Este orçamento, tal como o governo, é uma verdadeira arte de ilusionismo. O que vale dar uns míseros aumentos nas pensões, uns cêntimos aqui e ali, se tudo se esvai no agravamento dos impostos e na subida do custo de vida? O governo dá com uma mão mas, depois tira muito mais com a outra.
Prometer não aumentar os impostos não é como: “Ah! No próximo ano não me vou esquecer do aniversário do nosso casamento! Prometo! Está bem?”. Esta enorme fraude, o ter faltado à palavra dada, esta grande mentira não é razão mais do que suficiente para demitir este governo, senhor Presidente da República? O senhor presidente fica de consciência tranquila perante um autêntico crime de burla, feito a mais de dez milhões de portugueses? Pode o senhor presidente, como supremo provedor do cidadão, como defensor dos mais elementares valores éticos que são a base do Estado de Direito, pactuar com esta situação?
Em vez de nivelar por baixo, senhor presidente, exija nivelar por cima e faça funcionar a justiça, exija um “Carlos Alexandre” em cada concelho ou freguesia, com todos os meios disponíveis para que os grandes ladrões reponham os inúmeros milhões que roubaram e para que o povo deixe de ser mais explorado e sacrificado com impostos. Acabe com as reformas e subvenções de toda a classe política para quem ainda não atingiu a idade da reforma. Acabe com as elevadíssimas, insultuosas e escandalosas remunerações de certos gestores públicos que são uma afronta a quem aufere um ridículo ordenado mínimo, a quem está no desemprego ou a quem tem pensões de miséria!

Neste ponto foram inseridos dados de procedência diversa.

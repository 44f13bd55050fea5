//! Flattening of XML events into path/value records

use std::fmt;

use indexmap::IndexMap;

use crate::xml::encoding;
use crate::xml::error::Result;
use crate::xml::event::Event;
use crate::xml::parser::{Config, Parser};

/// One leaf of a flattened document
///
/// `path` is the element chain from the root with attributes rendered
/// inline, e.g. `/ldml/identity/language[@type="en"]`.
#[derive(Clone, Debug, Default, PartialEq, Eq, Hash, PartialOrd, Ord)]
pub struct PathValue {
    pub path: String,
    pub value: String,
}

impl PathValue {
    pub fn new(path: impl Into<String>, value: impl Into<String>) -> Self {
        Self {
            path: path.into(),
            value: value.into(),
        }
    }
}

impl fmt::Display for PathValue {
    fn fmt(&self, f: &mut fmt::Formatter<'_>) -> fmt::Result {
        write!(f, "{}\t{}", self.path, self.value)
    }
}

/// Turns a stream of [`Event`]s into [`PathValue`] records
///
/// Only leaf elements (no child elements) produce a record. Character data
/// is collected from an element's start tag until its first child or its
/// end tag, so text mixed in with child elements is dropped.
#[derive(Debug, Default)]
pub struct Flattener {
    /// Full paths of the open elements
    stack: Vec<String>,
    chars: String,
    last_is_start: bool,
}

impl Flattener {
    pub fn new() -> Self {
        Self::default()
    }

    /// Feed one event; returns a record when a leaf element closes
    pub fn push(&mut self, event: Event) -> Option<PathValue> {
        match event {
            Event::Start { name, attributes } => {
                let parent = self.stack.last().map_or("", String::as_str);
                let path = element_path(parent, &name, &attributes);
                self.stack.push(path);
                self.chars.clear();
                self.last_is_start = true;
                None
            }
            Event::Text(text) => {
                if self.last_is_start {
                    self.chars.push_str(&text);
                }
                None
            }
            Event::End { .. } => {
                let path = self.stack.pop();
                let record = match path {
                    Some(path) if self.last_is_start => {
                        Some(PathValue::new(path, std::mem::take(&mut self.chars)))
                    }
                    _ => None,
                };
                self.chars.clear();
                self.last_is_start = false;
                record
            }
        }
    }
}

/// Render `parent/name[@attr="value"]...`
pub fn element_path(parent: &str, name: &str, attributes: &IndexMap<String, String>) -> String {
    let mut path = String::with_capacity(parent.len() + name.len() + 1);
    path.push_str(parent);
    path.push('/');
    path.push_str(name);
    for (key, value) in attributes {
        path.push_str("[@");
        path.push_str(key);
        path.push_str("=\"");
        path.push_str(&value.replace('"', "'"));
        path.push_str("\"]");
    }
    path
}

/// Flatten a document, passing every value through `filter`
///
/// Records whose value the filter maps to `None` are dropped.
pub fn flatten_with<F>(input: &[u8], config: Config, mut filter: F) -> Result<Vec<PathValue>>
where
    F: FnMut(String) -> Option<String>,
{
    let input = encoding::to_utf8(input)?;
    let mut parser = Parser::with_config(&input, config);
    let mut flattener = Flattener::new();
    let mut records = Vec::new();

    while let Some(event) = parser.next_event()? {
        if let Some(record) = flattener.push(event) {
            if let Some(value) = filter(record.value) {
                records.push(PathValue::new(record.path, value));
            }
        }
    }

    Ok(records)
}

/// Flatten a document with the given reader configuration
pub fn flatten_bytes_with_config(input: &[u8], config: Config) -> Result<Vec<PathValue>> {
    flatten_with(input, config, Some)
}

/// Flatten a document from bytes
pub fn flatten_bytes(input: &[u8]) -> Result<Vec<PathValue>> {
    flatten_bytes_with_config(input, Config::default())
}

/// Flatten a document from a string
pub fn flatten_str(input: &str) -> Result<Vec<PathValue>> {
    flatten_bytes(input.as_bytes())
}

Com este orçamento, um assalto brutal do Estado aos bolsos dos portugueses, vale a pena que um pedreiro se levante cedo para trabalhar? Vale a pena que pegue na colher e na talocha, que suje as mãos, que ponha a massa, que use o fio-de-prumo, a linha, o nível, se dedique e seja exímio, seja perfeito, para chegar ao fim do dia, do mês ou do ano, cansado e frustrado e verificar que andou a trabalhar em vão porque o que julgava seu, o fruto do seu trabalho, lhe foi extorquido sem justificação, para alimentar uma trupe de incompetentes e ignorantes que julgava serem gente de confiança? Vale a pena que o comerciante abra a sua loja e atenda os seus poucos clientes, com um sorriso nos lábios, quando sabe que grande parte do pouco que ganha lhe é subtraído em impostos cada vez mais pesados e injustos? Vale a pena que o feirante saia de casa antes de nascer o sol, monte a sua tenda e descarregue a mercadoria para ficar à espera de clientes que não aparecem porque a população em idade activa foi obrigada a emigrar e a que ficou vive na miséria? Vale a pena que o agricultor pegue na enxada? Vale a pena que o povo se esforce para sobreviver e ver o Estado a extorquir-lhe quase tudo o que ganha? Vale a pena que o povo acumule algum dinheiro para ser considerado criminoso? Não é preferível não ser dono de nada, não procurar emprego e viver de tanga, às sopas do Estado? Que governo é este que promove o parasitismo à sua imagem e semelhança?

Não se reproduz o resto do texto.